An analogy that is usually made is if you have a messy desk, there are many different ways to have a messy desk, but only a few ways to have an ordered desk. If you think of disorder as having the quality that there are many ways to have disorder, fewer ways to have order, then the disorder analogy works. If you ever find a case where the analogy doesn't work, throw it out, because its the microstate/macrostate idea that works. Entropy is best thought of as a measure of uncertainty about the microstate, given the macrostate. However there is more to thermodynamic entropy. Thermodynamic entropy is proportional to the natural logarithm of number of microstates for a given macrostate and the constant of proportionality is Boltzmann's constant. Thermodynamic entropy has many physical implications regarding temperature, internal energy, etc. etc. and these physical implications are mostly missing in the idea of information entropy. The natural logarithm of the number of microstates for a given macrostate is the "information" part of thermodynamic entropy, the Boltzmann constant multiplying it is what turns it into thermodynamic entropy, with all of the physics implications. Many people object to using the word "entropy" to mean anything but the full thermodynamic entropy, with all of its physical implications. I don't.

Another aspect of the disagreement is that thermodynamic entropy was defined in terms of macroscopic measurements long before Boltzmann gave an explanation of entropy in terms of microstates and macrostates. This means that, strictly speaking, thermodynamic entropy is not defined in terms of information entropy, it is only when you consider Boltzmann's analysis that you see that thermodynamic entropy can be explained (but not defined!) in terms of an information entropy idea. As long as you understand all of these disagreements, you see that the whole disagreement is about words, not about how things work. In other words, its a semantic argument, and not a "physics" argument.

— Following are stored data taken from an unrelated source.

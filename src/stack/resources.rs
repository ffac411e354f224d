//! Typed resource declarations for the proxy host.
//!
//! Every resource is a plain value. Dependencies are taken by reference in
//! the constructors, so a declaration cannot exist before the resources it
//! points at.

use std::ops::Deref;

use super::user_data::BootScript;

macro_rules! newtype {
    ($(#[$meta:meta])* $name:ident) => {
        $(#[$meta])*
        #[derive(Clone, Debug, Eq, PartialEq, Ord, PartialOrd, Hash)]
        pub struct $name(String);

        impl $name {
            /// Wraps a raw value.
            #[must_use]
            pub fn new(value: impl Into<String>) -> Self {
                Self(value.into())
            }

            /// Returns the wrapped value.
            #[must_use]
            pub const fn as_str(&self) -> &str {
                self.0.as_str()
            }
        }

        impl From<&str> for $name {
            fn from(value: &str) -> Self {
                Self(value.to_owned())
            }
        }

        impl AsRef<str> for $name {
            fn as_ref(&self) -> &str {
                self.as_str()
            }
        }

        impl Deref for $name {
            type Target = str;
            fn deref(&self) -> &Self::Target {
                self.as_str()
            }
        }

        impl std::fmt::Display for $name {
            fn fmt(&self, f: &mut std::fmt::Formatter<'_>) -> std::fmt::Result {
                f.write_str(self.as_str())
            }
        }
    };
}

newtype!(
    /// Template-local name of a resource.
    LogicalId
);
newtype!(
    /// Provider machine image identifier (for example `ami-0abc...`).
    ImageId
);

/// Address space of the proxy network.
pub const NETWORK_CIDR: &str = "10.0.0.0/16";
/// Name tag applied to the network.
pub const NETWORK_NAME: &str = "reality-proxy-vpc";
/// Source range for every ingress rule.
pub const ANY_IPV4: &str = "0.0.0.0/0";
/// Service principal allowed to assume the instance role.
pub const COMPUTE_SERVICE_PRINCIPAL: &str = "ec2.amazonaws.com";
/// Instance size used when nothing else is configured.
pub const DEFAULT_INSTANCE_TYPE: &str = "t2.micro";

/// One publicly routable subnet pinned to an availability zone.
#[derive(Clone, Debug, Eq, PartialEq)]
pub struct PublicSubnet {
    /// Subnet resource.
    pub id: LogicalId,
    /// Subnet address range.
    pub cidr: &'static str,
    /// Index into the region's availability zone list.
    pub zone_index: u8,
    /// Route table owned by the subnet.
    pub route_table: LogicalId,
    /// Default route to the internet gateway.
    pub default_route: LogicalId,
    /// Association between the subnet and its route table.
    pub route_table_association: LogicalId,
}

impl PublicSubnet {
    fn declare(index: u8, cidr: &'static str) -> Self {
        let base = format!("VpcPublicSubnet{}", index + 1);
        Self {
            id: LogicalId::new(format!("{base}Subnet")),
            cidr,
            zone_index: index,
            route_table: LogicalId::new(format!("{base}RouteTable")),
            default_route: LogicalId::new(format!("{base}DefaultRoute")),
            route_table_association: LogicalId::new(format!("{base}RouteTableAssociation")),
        }
    }
}

/// Isolated network with public subnets in two availability zones.
///
/// No NAT gateway and no private subnet is ever declared.
#[derive(Clone, Debug, Eq, PartialEq)]
pub struct Network {
    /// VPC resource.
    pub id: LogicalId,
    /// Address space of the VPC.
    pub cidr: &'static str,
    /// Name tag of the VPC.
    pub name: &'static str,
    /// Internet gateway resource.
    pub gateway: LogicalId,
    /// Attachment of the gateway to the VPC.
    pub gateway_attachment: LogicalId,
    /// Public subnets, one per availability zone.
    pub subnets: [PublicSubnet; 2],
}

impl Network {
    /// Declares the proxy network.
    #[must_use]
    pub fn declare() -> Self {
        Self {
            id: LogicalId::from("Vpc"),
            cidr: NETWORK_CIDR,
            name: NETWORK_NAME,
            gateway: LogicalId::from("VpcInternetGateway"),
            gateway_attachment: LogicalId::from("VpcGatewayAttachment"),
            subnets: [
                PublicSubnet::declare(0, "10.0.0.0/17"),
                PublicSubnet::declare(1, "10.0.128.0/17"),
            ],
        }
    }

    /// Subnet that hosts the compute instance.
    #[must_use]
    pub fn primary_subnet(&self) -> &PublicSubnet {
        let [primary, _] = &self.subnets;
        primary
    }
}

/// Ports the proxy host accepts traffic on.
#[derive(Clone, Copy, Debug, Eq, PartialEq)]
pub enum IngressPort {
    /// TCP/443 carrying REALITY/VLESS traffic.
    Https,
    /// TCP/80 used for certificate issuance.
    Http,
}

impl IngressPort {
    /// Numeric TCP port.
    #[must_use]
    pub const fn port(self) -> u16 {
        match self {
            Self::Https => 443,
            Self::Http => 80,
        }
    }

    /// Rule description shown in the provider console.
    #[must_use]
    pub const fn description(self) -> &'static str {
        match self {
            Self::Https => "Allow REALITY-VLESS traffic IPv4",
            Self::Http => "Allow HTTP for certificate IPv4",
        }
    }
}

/// Inbound allow rule; the source is always every IPv4 address.
#[derive(Clone, Copy, Debug, Eq, PartialEq)]
pub struct IngressRule {
    /// Allowed port.
    pub port: IngressPort,
}

impl IngressRule {
    /// Protocol of every rule.
    #[must_use]
    pub const fn protocol(self) -> &'static str {
        "tcp"
    }

    /// Source range of every rule.
    #[must_use]
    pub const fn source(self) -> &'static str {
        ANY_IPV4
    }
}

/// Security group owned by the network.
#[derive(Clone, Debug, Eq, PartialEq)]
pub struct AccessPolicy {
    /// Security group resource.
    pub id: LogicalId,
    /// Network the group belongs to.
    pub network: LogicalId,
    /// Group description.
    pub description: &'static str,
    /// Inbound rules; outbound traffic is unrestricted.
    pub ingress: [IngressRule; 2],
}

impl AccessPolicy {
    /// Declares the security group for `network`.
    #[must_use]
    pub fn new(network: &Network) -> Self {
        Self {
            id: LogicalId::from("SecurityGroup"),
            network: network.id.clone(),
            description: "Allow VLESS-REALITY traffic and HTTP",
            ingress: [
                IngressRule {
                    port: IngressPort::Https,
                },
                IngressRule {
                    port: IngressPort::Http,
                },
            ],
        }
    }
}

/// Managed capabilities an identity may carry.
#[derive(Clone, Copy, Debug, Eq, PartialEq)]
pub enum ManagedCapability {
    /// Remote management session access through Systems Manager.
    SessionManagerCore,
}

impl ManagedCapability {
    /// Name of the provider-managed policy.
    #[must_use]
    pub const fn policy_name(self) -> &'static str {
        match self {
            Self::SessionManagerCore => "AmazonSSMManagedInstanceCore",
        }
    }
}

/// Role assumable only by the compute service, plus its instance profile.
#[derive(Clone, Debug, Eq, PartialEq)]
pub struct Identity {
    /// Role resource.
    pub role: LogicalId,
    /// Instance profile carrying the role.
    pub profile: LogicalId,
    /// Only principal trusted to assume the role.
    pub principal: &'static str,
    /// The single managed capability granted.
    pub capability: ManagedCapability,
}

impl Identity {
    /// Declares the session-manager-only instance role.
    #[must_use]
    pub fn declare() -> Self {
        Self {
            role: LogicalId::from("InstanceRole"),
            profile: LogicalId::from("InstanceProfile"),
            principal: COMPUTE_SERVICE_PRINCIPAL,
            capability: ManagedCapability::SessionManagerCore,
        }
    }
}

/// Instance metadata service access mode. Only session tokens are allowed.
#[derive(Clone, Copy, Debug, Eq, PartialEq)]
pub enum MetadataAccess {
    /// Every metadata call must present a session token (IMDSv2).
    TokenRequired,
}

impl MetadataAccess {
    /// Value of the `HttpTokens` metadata option.
    #[must_use]
    pub const fn http_tokens(self) -> &'static str {
        match self {
            Self::TokenRequired => "required",
        }
    }
}

/// Key/value tag attached to a resource.
#[derive(Clone, Debug, Eq, PartialEq)]
pub struct Tag {
    /// Tag key.
    pub key: String,
    /// Tag value.
    pub value: String,
}

/// Reference to an instance's provider id.
///
/// It can only be obtained from a declared [`ComputeInstance`] and resolves
/// to whatever id the engine allocated, including after replacement.
#[derive(Clone, Debug, Eq, PartialEq)]
pub struct InstanceIdRef(LogicalId);

impl InstanceIdRef {
    /// Logical id of the referenced instance.
    #[must_use]
    pub const fn logical_id(&self) -> &LogicalId {
        &self.0
    }
}

/// The proxy virtual machine.
#[derive(Clone, Debug, Eq, PartialEq)]
pub struct ComputeInstance {
    /// Instance resource.
    pub id: LogicalId,
    /// Launch template carrying the metadata options.
    pub launch_template: LogicalId,
    /// Instance size.
    pub instance_type: String,
    /// Boot image.
    pub image: ImageId,
    /// Subnet hosting the instance.
    pub subnet: LogicalId,
    /// Security group applied to the instance.
    pub security_group: LogicalId,
    /// Instance profile attached to the instance.
    pub profile: LogicalId,
    /// Role behind the profile; the instance waits for it.
    pub role: LogicalId,
    /// First-boot script.
    pub boot_script: BootScript,
    /// Metadata service access mode.
    pub metadata_access: MetadataAccess,
    /// Tags in declaration order.
    pub tags: Vec<Tag>,
}

impl ComputeInstance {
    /// Declares the instance inside `network`'s primary subnet.
    #[must_use]
    pub fn new(
        network: &Network,
        policy: &AccessPolicy,
        identity: &Identity,
        image: ImageId,
        boot_script: BootScript,
        instance_type: impl Into<String>,
    ) -> Self {
        Self {
            id: LogicalId::from("Instance"),
            launch_template: LogicalId::from("InstanceLaunchTemplate"),
            instance_type: instance_type.into(),
            image,
            subnet: network.primary_subnet().id.clone(),
            security_group: policy.id.clone(),
            profile: identity.profile.clone(),
            role: identity.role.clone(),
            boot_script,
            metadata_access: MetadataAccess::TokenRequired,
            tags: Vec::new(),
        }
    }

    /// Adds a tag, replacing an existing tag with the same key.
    #[must_use]
    pub fn tag(mut self, key: impl Into<String>, value: impl Into<String>) -> Self {
        let tag = Tag {
            key: key.into(),
            value: value.into(),
        };
        if let Some(existing) = self.tags.iter_mut().find(|item| item.key == tag.key) {
            *existing = tag;
        } else {
            self.tags.push(tag);
        }
        self
    }

    /// Reference to this instance's provider id.
    #[must_use]
    pub fn id_ref(&self) -> InstanceIdRef {
        InstanceIdRef(self.id.clone())
    }
}

/// Elastic IPv4 address.
#[derive(Clone, Debug, Eq, PartialEq)]
pub struct StaticAddress {
    /// Address resource.
    pub id: LogicalId,
}

impl StaticAddress {
    /// Declares the static address.
    #[must_use]
    pub fn allocate() -> Self {
        Self {
            id: LogicalId::from("ElasticIp"),
        }
    }
}

/// Binding of the static address to the instance id.
#[derive(Clone, Debug, Eq, PartialEq)]
pub struct AddressAssociation {
    /// Association resource.
    pub id: LogicalId,
    /// Address whose allocation id is bound.
    pub address: LogicalId,
    /// Instance the address points at.
    pub instance: InstanceIdRef,
}

impl AddressAssociation {
    /// Associates `address` with the instance behind `instance`.
    #[must_use]
    pub fn new(address: &StaticAddress, instance: InstanceIdRef) -> Self {
        Self {
            id: LogicalId::from("ElasticIpAssociation"),
            address: address.id.clone(),
            instance,
        }
    }
}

It is interesting to note that, given a macrostate, the number of yes/no questions you would have to ask to determine the microstate is, for very large numbers of microstates, equal to the logarithm base 2 of the number of microstates. The logarithm base 2 of a number is proportional to the natural log of the number, so you can see from a different approach how information entropy enters into the definition of thermodynamic entropy.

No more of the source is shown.